Use the Z table (found in the Back Matter - Statistics Tables) to find the following probabilities:

  1. [latex]P(Z \le 1)[/latex]
  2. [latex]P(Z \ge 1)[/latex] 
  3. [latex]P(-1 \le Z \le 1)[/latex]
Solution
  1. 0.8413
  2. 0.1587
  3. 0.6826

So far, we have seen the idea that we can convert any normal distribution with any mean and standard deviation to the standard normal distribution in units of z-scores.  We also have the associated probabilities in our Z table.  Essentially, the work has been done for us if we know how to standardize and look up the associated probability in the table.  The general process is: [latex]X \sim N(\mu, \sigma) \rightarrow Z \sim N(0, 1) \rightarrow \text{Probability from Z table}[/latex]

This process, while maybe outdated in our technology age, is good for beginners to understand and useful when we do not have access to technology.

Example

Height and weight are two measurements used to track a child’s development. The World Health Organization measures child development by comparing the weights of children who are the same height and the same gender. In 2009, weights for all 80 cm girls in the reference population had a mean µ = 10.2 kg and standard deviation σ = 0.8 kg. Weights are normally distributed. X ~ N(10.2, 0.8).

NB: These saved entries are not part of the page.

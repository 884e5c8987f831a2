//! Integrity of the embedded reference dataset and of the loader's checks.

use riskeval::data::{RawColumns, REFERENCE};
use riskeval::error::{DataIntegrityError, QueryError};
use riskeval::table::{Column, Table};

#[test]
fn loads_twenty_six_rows() {
    let table = Table::load().unwrap();
    assert_eq!(table.len(), 26);
    assert_eq!(table.records()[0].no, 1);
    assert_eq!(table.records()[25].no, 26);
}

#[test]
fn risk_products_hold_for_every_row() {
    let table = Table::load().unwrap();
    for r in table.records() {
        assert_eq!(r.pre_risk, r.pre_frequency * r.pre_severity, "row {}", r.no);
        assert_eq!(
            r.post_risk_model,
            r.post_frequency_model * r.post_severity_model,
            "row {}",
            r.no
        );
        assert_eq!(r.post_risk_reference, 1, "row {}", r.no);
    }
}

#[test]
fn regression_row_is_not_clamped() {
    let table = Table::load().unwrap();
    let regressions: Vec<_> = table
        .records()
        .iter()
        .filter(|r| r.risk_reduction_rate < 0.0)
        .collect();
    assert_eq!(regressions.len(), 1);
    assert_eq!(regressions[0].risk_reduction_rate, -100.0);
    assert!(!regressions[0].improved_vs_original);
}

#[test]
fn lookup_bounds() {
    let table = Table::load().unwrap();
    assert_eq!(table.lookup(25).unwrap().activity, "Scaffolding Erection");
    assert_eq!(
        table.lookup(26).unwrap_err(),
        QueryError::IndexOutOfRange { index: 26, len: 26 }
    );
}

#[test]
fn rejects_mismatched_column_lengths() {
    let raw = RawColumns {
        similarity: &REFERENCE.similarity[..25],
        ..REFERENCE
    };
    assert_eq!(
        Table::from_columns(&raw).unwrap_err(),
        DataIntegrityError::ColumnLengthMismatch {
            column: Column::Similarity.as_str(),
            expected: 26,
            found: 25,
        }
    );
}

#[test]
fn rejects_empty_dataset() {
    let raw = RawColumns {
        no: &[],
        activity: &[],
        hazard: &[],
        pre_frequency: &[],
        pre_severity: &[],
        pre_risk: &[],
        post_frequency_reference: &[],
        post_severity_reference: &[],
        post_risk_reference: &[],
        post_frequency_model: &[],
        post_severity_model: &[],
        post_risk_model: &[],
        risk_reduction_rate: &[],
        similarity: &[],
        improved_vs_original: &[],
    };
    assert_eq!(Table::from_columns(&raw).unwrap_err(), DataIntegrityError::Empty);
}

/// One consistent row: pre 2×3 = 6, model 1×2 = 2, RRR 66.67.
fn valid_row() -> RawColumns<'static> {
    RawColumns {
        no: &[1],
        activity: &["Excavation"],
        hazard: &["Cave-in of trench wall"],
        pre_frequency: &[2],
        pre_severity: &[3],
        pre_risk: &[6],
        post_frequency_reference: &[1],
        post_severity_reference: &[1],
        post_risk_reference: &[1],
        post_frequency_model: &[1],
        post_severity_model: &[2],
        post_risk_model: &[2],
        risk_reduction_rate: &[66.67],
        similarity: &[0.5],
        improved_vs_original: &[true],
    }
}

#[test]
fn valid_row_loads() {
    assert_eq!(Table::from_columns(&valid_row()).unwrap().len(), 1);
}

#[test]
fn rejects_broken_product() {
    let raw = RawColumns {
        pre_risk: &[7],
        ..valid_row()
    };
    assert_eq!(
        Table::from_columns(&raw).unwrap_err(),
        DataIntegrityError::RiskProductMismatch {
            row: 0,
            field: "pre_risk",
            expected: 6,
            found: 7,
        }
    );

    let raw = RawColumns {
        post_risk_model: &[3],
        ..valid_row()
    };
    assert!(matches!(
        Table::from_columns(&raw).unwrap_err(),
        DataIntegrityError::RiskProductMismatch { field: "post_risk_model", .. }
    ));
}

#[test]
fn rejects_rating_out_of_range() {
    let raw = RawColumns {
        pre_frequency: &[6],
        pre_risk: &[18],
        ..valid_row()
    };
    assert!(matches!(
        Table::from_columns(&raw).unwrap_err(),
        DataIntegrityError::RatingOutOfRange { field: "pre_frequency", value: 6, .. }
    ));
}

#[test]
fn rejects_wrong_reduction_rate() {
    let raw = RawColumns {
        risk_reduction_rate: &[50.0],
        ..valid_row()
    };
    assert!(matches!(
        Table::from_columns(&raw).unwrap_err(),
        DataIntegrityError::ReductionRateMismatch { row: 0, .. }
    ));
}

#[test]
fn rejects_similarity_out_of_range() {
    let raw = RawColumns {
        similarity: &[1.2],
        ..valid_row()
    };
    assert!(matches!(
        Table::from_columns(&raw).unwrap_err(),
        DataIntegrityError::SimilarityOutOfRange { row: 0, .. }
    ));
}

#[test]
fn rejects_inconsistent_improvement_flag() {
    let raw = RawColumns {
        improved_vs_original: &[false],
        ..valid_row()
    };
    assert_eq!(
        Table::from_columns(&raw).unwrap_err(),
        DataIntegrityError::ImprovementFlagMismatch { row: 0, found: false }
    );
}
//! Minimal JSON-over-HTTP surface for the dashboard front end.
//!
//! Endpoints:
//!   GET /api/health       - liveness
//!   GET /api/summary      - headline metrics
//!   GET /api/overview     - system overview content
//!   GET /api/snapshot     - full dashboard snapshot
//!   GET /api/records      - all records
//!   GET /api/case/{index} - case analysis for one record

use serde_json::json;
use std::io::{BufRead, BufReader, ErrorKind, Read, Write};
use std::net::{TcpListener, TcpStream};
use std::sync::Arc;
use std::time::Duration;

use crate::cases::CaseView;
use crate::config::DashboardConfig;
use crate::data::overview;
use crate::logging::{log, obj, v_str, Domain, Level};
use crate::report::{DashboardSnapshot, HeadlineMetrics};
use crate::table::Table;

#[derive(Debug, Clone, PartialEq)]
pub struct Response {
    pub status: &'static str,
    pub content_type: &'static str,
    pub body: String,
}

impl Response {
    fn json(body: String) -> Self {
        Self {
            status: "200 OK",
            content_type: "application/json",
            body,
        }
    }

    fn error(status: &'static str, msg: &str) -> Self {
        Self {
            status,
            content_type: "application/json",
            body: json!({ "error": msg }).to_string(),
        }
    }

    fn to_http(&self) -> String {
        format!(
            "HTTP/1.1 {}\r\n\
             Content-Type: {}\r\n\
             Access-Control-Allow-Origin: *\r\n\
             Content-Length: {}\r\n\r\n{}",
            self.status,
            self.content_type,
            self.body.len(),
            self.body
        )
    }
}

/// Answer one request line, e.g. `GET /api/case/3 HTTP/1.1`.
pub fn route(table: &Table, cfg: &DashboardConfig, request_line: &str) -> Response {
    let mut parts = request_line.split_whitespace();
    let (method, path) = match (parts.next(), parts.next()) {
        (Some(method), Some(path)) => (method, path),
        _ => return Response::error("400 BAD REQUEST", "malformed request line"),
    };
    if method != "GET" {
        return Response::error("405 METHOD NOT ALLOWED", "only GET is supported");
    }

    match path {
        "/api/health" => Response::json(json!({ "status": "ok" }).to_string()),
        "/api/summary" => match HeadlineMetrics::compute(table, cfg) {
            Ok(headline) => Response::json(json!(headline).to_string()),
            Err(err) => Response::error("422 UNPROCESSABLE ENTITY", &err.to_string()),
        },
        "/api/snapshot" => match DashboardSnapshot::build(table, cfg) {
            Ok(snapshot) => Response::json(snapshot.to_json()),
            Err(err) => Response::error("422 UNPROCESSABLE ENTITY", &err.to_string()),
        },
        "/api/overview" => Response::json(json!(overview::overview()).to_string()),
        "/api/records" => Response::json(json!(table.records()).to_string()),
        _ => match path.strip_prefix("/api/case/") {
            Some(raw) => match raw.parse::<usize>() {
                Ok(index) => match CaseView::build(table, index, cfg.example_fallback_index) {
                    Ok(case) => Response::json(json!(case).to_string()),
                    Err(err) => Response::error("404 NOT FOUND", &err.to_string()),
                },
                Err(_) => Response::error("400 BAD REQUEST", "case index must be a number"),
            },
            None => Response::error("404 NOT FOUND", "not found"),
        },
    }
}

/// Longest request line accepted, newline included.
pub const MAX_REQUEST_LINE: u64 = 8 * 1024;

#[derive(Debug, Clone, PartialEq)]
enum ReadOutcome {
    Line(String),
    Closed,
    TimedOut,
    TooLong,
}

/// Read one request line, never buffering more than `MAX_REQUEST_LINE` bytes.
fn read_request_line<R: Read>(source: R) -> ReadOutcome {
    let mut reader = BufReader::new(source).take(MAX_REQUEST_LINE);
    let mut buf = Vec::new();
    match reader.read_until(b'\n', &mut buf) {
        Ok(0) => ReadOutcome::Closed,
        Ok(_) if buf.last() == Some(&b'\n') => {
            ReadOutcome::Line(String::from_utf8_lossy(&buf).into_owned())
        }
        Ok(n) if n as u64 >= MAX_REQUEST_LINE => ReadOutcome::TooLong,
        // Peer closed after a line without a newline.
        Ok(_) => ReadOutcome::Line(String::from_utf8_lossy(&buf).into_owned()),
        Err(err) if matches!(err.kind(), ErrorKind::WouldBlock | ErrorKind::TimedOut) => {
            ReadOutcome::TimedOut
        }
        Err(_) => ReadOutcome::Closed,
    }
}

fn respond(stream: &mut TcpStream, response: &Response) {
    if let Err(err) = stream.write_all(response.to_http().as_bytes()) {
        log(
            Level::Debug,
            Domain::Server,
            "write_failed",
            obj(&[
                ("msg", v_str(&err.to_string())),
                ("status", v_str(response.status)),
            ]),
        );
    }
}

fn handle(mut stream: TcpStream, table: &Table, cfg: &DashboardConfig) {
    let timeout = Duration::from_millis(cfg.read_timeout_ms);
    if let Err(err) = stream.set_read_timeout(Some(timeout)) {
        log(
            Level::Debug,
            Domain::Server,
            "set_timeout_failed",
            obj(&[("msg", v_str(&err.to_string()))]),
        );
        return;
    }

    let response = match read_request_line(&stream) {
        ReadOutcome::Line(request) => {
            let response = route(table, cfg, request.trim_end());
            log(
                Level::Debug,
                Domain::Server,
                "request",
                obj(&[
                    ("line", v_str(request.trim_end())),
                    ("status", v_str(response.status)),
                ]),
            );
            response
        }
        ReadOutcome::TimedOut => {
            Response::error("408 REQUEST TIMEOUT", "request line not received")
        }
        ReadOutcome::TooLong => Response::error("400 BAD REQUEST", "request line too long"),
        ReadOutcome::Closed => return,
    };
    respond(&mut stream, &response);
}

/// Accept connections forever, one thread per connection, all sharing `table`.
pub fn serve(listener: TcpListener, table: &'static Table, cfg: DashboardConfig) {
    let cfg = Arc::new(cfg);
    for stream in listener.incoming() {
        match stream {
            Ok(stream) => {
                let cfg = Arc::clone(&cfg);
                std::thread::spawn(move || handle(stream, table, &cfg));
            }
            Err(err) => log(
                Level::Warn,
                Domain::Server,
                "accept_failed",
                obj(&[("msg", v_str(&err.to_string()))]),
            ),
        }
    }
}

#[cfg(test)]
mod tests {
    use super::*;

    fn get(path: &str) -> Response {
        let table = Table::load().unwrap();
        route(&table, &DashboardConfig::default(), &format!("GET {} HTTP/1.1", path))
    }

    #[test]
    fn health_and_summary() {
        assert_eq!(get("/api/health").status, "200 OK");
        let summary = get("/api/summary");
        let v: serde_json::Value = serde_json::from_str(&summary.body).unwrap();
        assert_eq!(v["records"], 26);
        let overview: serde_json::Value = serde_json::from_str(&get("/api/overview").body).unwrap();
        assert_eq!(overview["process_steps"][1], "AI risk analysis");
    }

    #[test]
    fn case_endpoint_bounds() {
        let ok = get("/api/case/25");
        assert_eq!(ok.status, "200 OK");
        let missing = get("/api/case/26");
        assert_eq!(missing.status, "404 NOT FOUND");
        assert!(missing.body.contains("out of range"));
        assert_eq!(get("/api/case/abc").status, "400 BAD REQUEST");
    }

    #[test]
    fn rejects_other_methods_and_paths() {
        let table = Table::load().unwrap();
        let cfg = DashboardConfig::default();
        assert_eq!(
            route(&table, &cfg, "POST /api/health HTTP/1.1").status,
            "405 METHOD NOT ALLOWED"
        );
        assert_eq!(route(&table, &cfg, "").status, "400 BAD REQUEST");
        assert_eq!(get("/nope").status, "404 NOT FOUND");
    }

    #[test]
    fn request_line_is_bounded() {
        let long = vec![b'a'; MAX_REQUEST_LINE as usize + 100];
        assert_eq!(read_request_line(&long[..]), ReadOutcome::TooLong);

        let ok = read_request_line(&b"GET /api/health HTTP/1.1\r\n\r\n"[..]);
        assert_eq!(ok, ReadOutcome::Line("GET /api/health HTTP/1.1\r\n".to_string()));
        assert_eq!(read_request_line(&b""[..]), ReadOutcome::Closed);
    }

    fn spawn_server(read_timeout_ms: u64) -> std::net::SocketAddr {
        let listener = TcpListener::bind("127.0.0.1:0").unwrap();
        let addr = listener.local_addr().unwrap();
        let table = crate::table::shared().unwrap();
        let cfg = DashboardConfig {
            read_timeout_ms,
            ..DashboardConfig::default()
        };
        std::thread::spawn(move || serve(listener, table, cfg));
        addr
    }

    #[test]
    fn idle_connection_is_closed_with_timeout() {
        let addr = spawn_server(200);
        let mut idle = TcpStream::connect(addr).unwrap();
        idle.set_read_timeout(Some(Duration::from_secs(5))).unwrap();
        let mut reply = String::new();
        idle.read_to_string(&mut reply).unwrap();
        assert!(reply.starts_with("HTTP/1.1 408 REQUEST TIMEOUT\r\n"), "{}", reply);
    }

    #[test]
    fn served_request_over_socket() {
        let addr = spawn_server(2_000);
        let mut client = TcpStream::connect(addr).unwrap();
        client.set_read_timeout(Some(Duration::from_secs(5))).unwrap();
        client.write_all(b"GET /api/health HTTP/1.1\n").unwrap();
        let mut reply = String::new();
        client.read_to_string(&mut reply).unwrap();
        assert!(reply.starts_with("HTTP/1.1 200 OK\r\n"), "{}", reply);
        assert!(reply.ends_with(r#"{"status":"ok"}"#));
    }

    #[test]
    fn http_framing_counts_body_bytes() {
        let raw = get("/api/health").to_http();
        assert!(raw.starts_with("HTTP/1.1 200 OK\r\n"));
        assert!(raw.contains("Content-Length: 15\r\n"));
    }
}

Calculate the z-scores that correspond to the following weights, then find the associated probabilities.

  1. The probability that a child weighs less than 11 kg
  2. The probability that a child weighs more than 7.9 kg
  3. The probability that a child weighs between 11.2 and 12.2 kg
Solution
  1. [latex]\frac{11 - 10.2}{0.8} = 1[/latex]. A child who weighs 11 kg is one standard deviation above the mean of 10.2 kg. [latex]P(Z \le 1) = 0.8413[/latex]
  2. [latex]\frac{7.9 - 10.2}{0.8} = -2.875[/latex]. A child who weighs 7.9 kg is 2.875 standard deviations below the mean of 10.2 kg. [latex]P(Z \ge -2.88) = 1- P(Z \le -2.88) = 1 - 0.002 = 0.998[/latex]
  3. [latex]z_1 = \frac{11.2 - 10.2}{0.8} = 1.25[/latex] and [latex]z_2 = \frac{12.2 - 10.2}{0.8} = 2.5[/latex]. A child who weighs 12.2 kg is 2.5 standard deviation above the mean of 10.2 kg. [latex]P( 1.25 \le Z \le 2.5) = P(Z \le 2.5) - P(Z \le1.25) = 0.9938 - 0.8944 = 0.0994[/latex]

Your Turn!

The golf scores for a school team were normally distributed with a mean of 68 and a standard deviation of three.

  1. Find the probability that a randomly selected golfer scored less than 65.
  2. Find the probability that a golfer scored between 66 and 70.
Solution
  1. 0.1587
  2. 0.4950

The “Un-Standardizing” Process

Sometimes we may be given a percentile or z-score and want to work backwards through the standardizing process to find a value on the original distribution.  You could call this “un-standardizing” or finding a normal quantile.  The process looks like this:

[latex]\text{Probability from Z table} \rightarrow Z \sim N(0, 1) \rightarrow X \sim N(\mu, \sigma)[/latex]

For example, if the mean of a normal distribution is five and the standard deviation is two, what value is three standard deviations above (or to the right of) the mean (z-score = three).  Rearranging the z-score formula, the calculation is as follows:

[latex]x = μ + (z)(σ) = 5 + (3)(2) = 11[/latex]

Often we are given a percentile to find on the original distribution.  For example, what if we want to know a value on the previous distribution that corresponds to the 90th percentile?  We can look up a probability of 0.9 in the Z table and find a corresponding z-score of approximately 1.28.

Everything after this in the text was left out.